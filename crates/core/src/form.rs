//! In-memory model of the patient intake form.
//!
//! [`PatientForm`] holds one [`Control`] per registered field. The rule engine, the
//! hydrator and the submission checks operate on this model; a host (browser binding,
//! terminal front end, test) renders it using the control ids from the
//! [`FieldRegistry`].

use crate::constants::{CHECKBOX_ON_VALUE, CSRF_FIELD_NAME};
use crate::fields::{FieldId, FieldKind};
use crate::registry::FieldRegistry;
use crate::rules::{self, PatientFlags};
use serde::Serialize;
use std::collections::BTreeMap;

/// State of a single form control.
#[derive(Clone, Debug, PartialEq, Eq, Serialize)]
pub struct Control {
    pub control_id: String,
    pub kind: FieldKind,
    /// Text content, or the selected option's value for selects. Unused for checkboxes.
    pub value: String,
    /// Display text of the selected option, when it differs from `value`.
    #[serde(skip_serializing_if = "Option::is_none")]
    pub label: Option<String>,
    pub checked: bool,
    pub enabled: bool,
    pub required: bool,
    /// Server-side validation message attached next to the control.
    #[serde(skip_serializing_if = "Option::is_none")]
    pub feedback: Option<String>,
}

impl Control {
    fn new(control_id: &str, kind: FieldKind) -> Self {
        Self {
            control_id: control_id.to_string(),
            kind,
            value: String::new(),
            label: None,
            checked: false,
            enabled: true,
            required: false,
            feedback: None,
        }
    }

    /// Empty the control: checkboxes are unchecked, everything else loses its value.
    pub fn clear(&mut self) {
        match self.kind {
            FieldKind::Checkbox => self.checked = false,
            FieldKind::Text | FieldKind::Select | FieldKind::Date => {
                self.value.clear();
                self.label = None;
            }
        }
    }

    pub fn is_blank(&self) -> bool {
        match self.kind {
            FieldKind::Checkbox => !self.checked,
            _ => self.value.trim().is_empty(),
        }
    }
}

#[derive(Clone, Debug, Serialize)]
pub struct PatientForm {
    #[serde(skip)]
    registry: FieldRegistry,
    controls: BTreeMap<FieldId, Control>,
    #[serde(skip_serializing_if = "Option::is_none")]
    focused: Option<FieldId>,
}

impl Default for PatientForm {
    fn default() -> Self {
        Self::new(FieldRegistry::default())
    }
}

impl PatientForm {
    /// Build an empty form with one control per registered field.
    ///
    /// Field state is not reconciled here; call [`rules::apply_rules`] (or
    /// [`PatientForm::initialised`]) before showing the form.
    pub fn new(registry: FieldRegistry) -> Self {
        let controls = registry
            .iter()
            .map(|(field, control_id)| (field, Control::new(control_id, field.kind())))
            .collect();
        Self {
            registry,
            controls,
            focused: None,
        }
    }

    /// Build an empty form and apply the rules for the all-false flags, the state a
    /// freshly loaded intake page starts in.
    pub fn initialised(registry: FieldRegistry) -> Self {
        let mut form = Self::new(registry);
        rules::apply_rules(&mut form);
        form
    }

    pub fn registry(&self) -> &FieldRegistry {
        &self.registry
    }

    pub fn control(&self, field: FieldId) -> &Control {
        // Every FieldId is inserted in `new`; the registry always covers all of them.
        &self.controls[&field]
    }

    pub fn control_mut(&mut self, field: FieldId) -> &mut Control {
        self.controls
            .get_mut(&field)
            .unwrap_or_else(|| unreachable!("form is missing control for {field}"))
    }

    pub fn value(&self, field: FieldId) -> &str {
        &self.control(field).value
    }

    pub fn is_checked(&self, field: FieldId) -> bool {
        self.control(field).checked
    }

    pub fn set_value(&mut self, field: FieldId, value: impl Into<String>) {
        let control = self.control_mut(field);
        control.value = value.into();
        control.label = None;
    }

    pub fn set_checked(&mut self, field: FieldId, checked: bool) {
        self.control_mut(field).checked = checked;
    }

    /// Select an option whose stored value differs from its display text (record
    /// dropdowns store the record id but show its number).
    pub fn set_selected(
        &mut self,
        field: FieldId,
        value: impl Into<String>,
        label: impl Into<String>,
    ) {
        let control = self.control_mut(field);
        control.value = value.into();
        control.label = Some(label.into());
    }

    /// Read the patient status flags from their checkboxes.
    pub fn flags(&self) -> PatientFlags {
        PatientFlags {
            newborn: self.is_checked(FieldId::Newborn),
            foreign_national: self.is_checked(FieldId::Foreign),
            deceased: self.is_checked(FieldId::Deceased),
        }
    }

    /// Handle a host change event. Returns `true` when the change touched a status flag
    /// and the field rules were re-applied.
    pub fn on_change(&mut self, control_id: &str) -> bool {
        match self.registry.field_for_control(control_id) {
            Some(field) if field.is_flag() => {
                rules::apply_rules(self);
                true
            }
            _ => false,
        }
    }

    pub fn focus(&mut self, field: FieldId) {
        self.focused = Some(field);
    }

    pub fn focused(&self) -> Option<FieldId> {
        self.focused
    }

    pub fn clear_feedback(&mut self) {
        for control in self.controls.values_mut() {
            control.feedback = None;
        }
    }

    /// Reset every control to its empty state and drop focus and feedback.
    pub fn reset(&mut self) {
        for control in self.controls.values_mut() {
            control.clear();
            control.feedback = None;
        }
        self.focused = None;
        rules::apply_rules(self);
    }

    /// Name/value pairs a browser would submit for this form.
    ///
    /// Disabled controls and unchecked checkboxes are omitted. The CSRF token goes first.
    pub fn form_data(&self, csrf_token: &str) -> Vec<(String, String)> {
        let mut data = vec![(CSRF_FIELD_NAME.to_string(), csrf_token.to_string())];
        for (field, control) in &self.controls {
            if !control.enabled {
                continue;
            }
            let value = match control.kind {
                FieldKind::Checkbox if control.checked => CHECKBOX_ON_VALUE.to_string(),
                FieldKind::Checkbox => continue,
                _ => control.value.clone(),
            };
            data.push((field.form_name().to_string(), value));
        }
        data
    }

    pub fn iter(&self) -> impl Iterator<Item = (FieldId, &Control)> {
        self.controls.iter().map(|(f, c)| (*f, c))
    }
}

#[cfg(test)]
mod tests {
    use super::*;

    #[test]
    fn new_form_has_every_field_empty_and_enabled() {
        let form = PatientForm::default();
        assert_eq!(form.iter().count(), FieldId::ALL.len());
        for (_, control) in form.iter() {
            assert!(control.enabled);
            assert!(!control.required);
            assert!(control.is_blank());
        }
    }

    #[test]
    fn clear_respects_control_kind() {
        let mut form = PatientForm::default();
        form.set_checked(FieldId::UseMotherAsGuardian, true);
        form.set_selected(FieldId::RecordNumber, "12", "Ficha 4410");

        form.control_mut(FieldId::UseMotherAsGuardian).clear();
        form.control_mut(FieldId::RecordNumber).clear();

        assert!(!form.is_checked(FieldId::UseMotherAsGuardian));
        assert_eq!(form.value(FieldId::RecordNumber), "");
        assert!(form.control(FieldId::RecordNumber).label.is_none());
    }

    #[test]
    fn flags_follow_checkboxes() {
        let mut form = PatientForm::default();
        form.set_checked(FieldId::Newborn, true);
        form.set_checked(FieldId::Deceased, true);

        let flags = form.flags();
        assert!(flags.newborn);
        assert!(!flags.foreign_national);
        assert!(flags.deceased);
    }

    #[test]
    fn change_on_flag_reapplies_rules() {
        let mut form = PatientForm::initialised(FieldRegistry::default());
        assert!(!form.control(FieldId::DeathDate).enabled);

        form.set_checked(FieldId::Deceased, true);
        assert!(form.on_change("fallecido_paciente"));

        assert!(form.control(FieldId::DeathDate).enabled);
        assert!(form.control(FieldId::DeathDate).required);
    }

    #[test]
    fn change_on_other_control_is_ignored() {
        let mut form = PatientForm::initialised(FieldRegistry::default());
        assert!(!form.on_change("nombre_paciente"));
        assert!(!form.on_change("not_a_control"));
    }

    #[test]
    fn form_data_skips_disabled_and_unchecked_controls() {
        let mut form = PatientForm::initialised(FieldRegistry::default());
        form.set_value(FieldId::NationalId, "12345678-5");
        form.set_checked(FieldId::Deceased, true);
        form.on_change("fallecido_paciente");
        form.set_value(FieldId::DeathDate, "02/05/2020");

        let data = form.form_data("tok");
        assert_eq!(data[0], ("csrfmiddlewaretoken".to_string(), "tok".to_string()));
        assert!(data.contains(&("rut".to_string(), "12345678-5".to_string())));
        assert!(data.contains(&("fallecido".to_string(), "on".to_string())));
        assert!(data.contains(&("fecha_fallecimiento".to_string(), "02/05/2020".to_string())));
        assert!(!data.iter().any(|(name, _)| name == "recien_nacido"));
        assert!(!data.iter().any(|(name, _)| name == "nie"));
    }

    #[test]
    fn reset_clears_values_focus_and_feedback() {
        let mut form = PatientForm::initialised(FieldRegistry::default());
        form.set_value(FieldId::Name, "Ana");
        form.set_checked(FieldId::Foreign, true);
        form.control_mut(FieldId::Name).feedback = Some("too short".into());
        form.focus(FieldId::Name);

        form.reset();

        assert_eq!(form.value(FieldId::Name), "");
        assert!(!form.is_checked(FieldId::Foreign));
        assert!(form.control(FieldId::Name).feedback.is_none());
        assert!(form.focused().is_none());
        assert!(form.control(FieldId::NationalId).required);
    }
}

*-*-*

Using the entries above, quote each line verbatim from the first through the line that contains "single form control.".

filename crates/core/src/form.rs
//! In-memory model of the patient intake form.
//!
//! [`PatientForm`] holds one [`Control`] per registered field. The rule engine, the
//! hydrator and the submission checks operate on this model; a host (browser binding,
//! terminal front end, test) renders it using the control ids from the
//! [`FieldRegistry`].

use crate::constants::{CHECKBOX_ON_VALUE, CSRF_FIELD_NAME};
use crate::fields::{FieldId, FieldKind};
use crate::registry::FieldRegistry;
use crate::rules::{self, PatientFlags};
use serde::Serialize;
use std::collections::BTreeMap;

/// State of a single form control.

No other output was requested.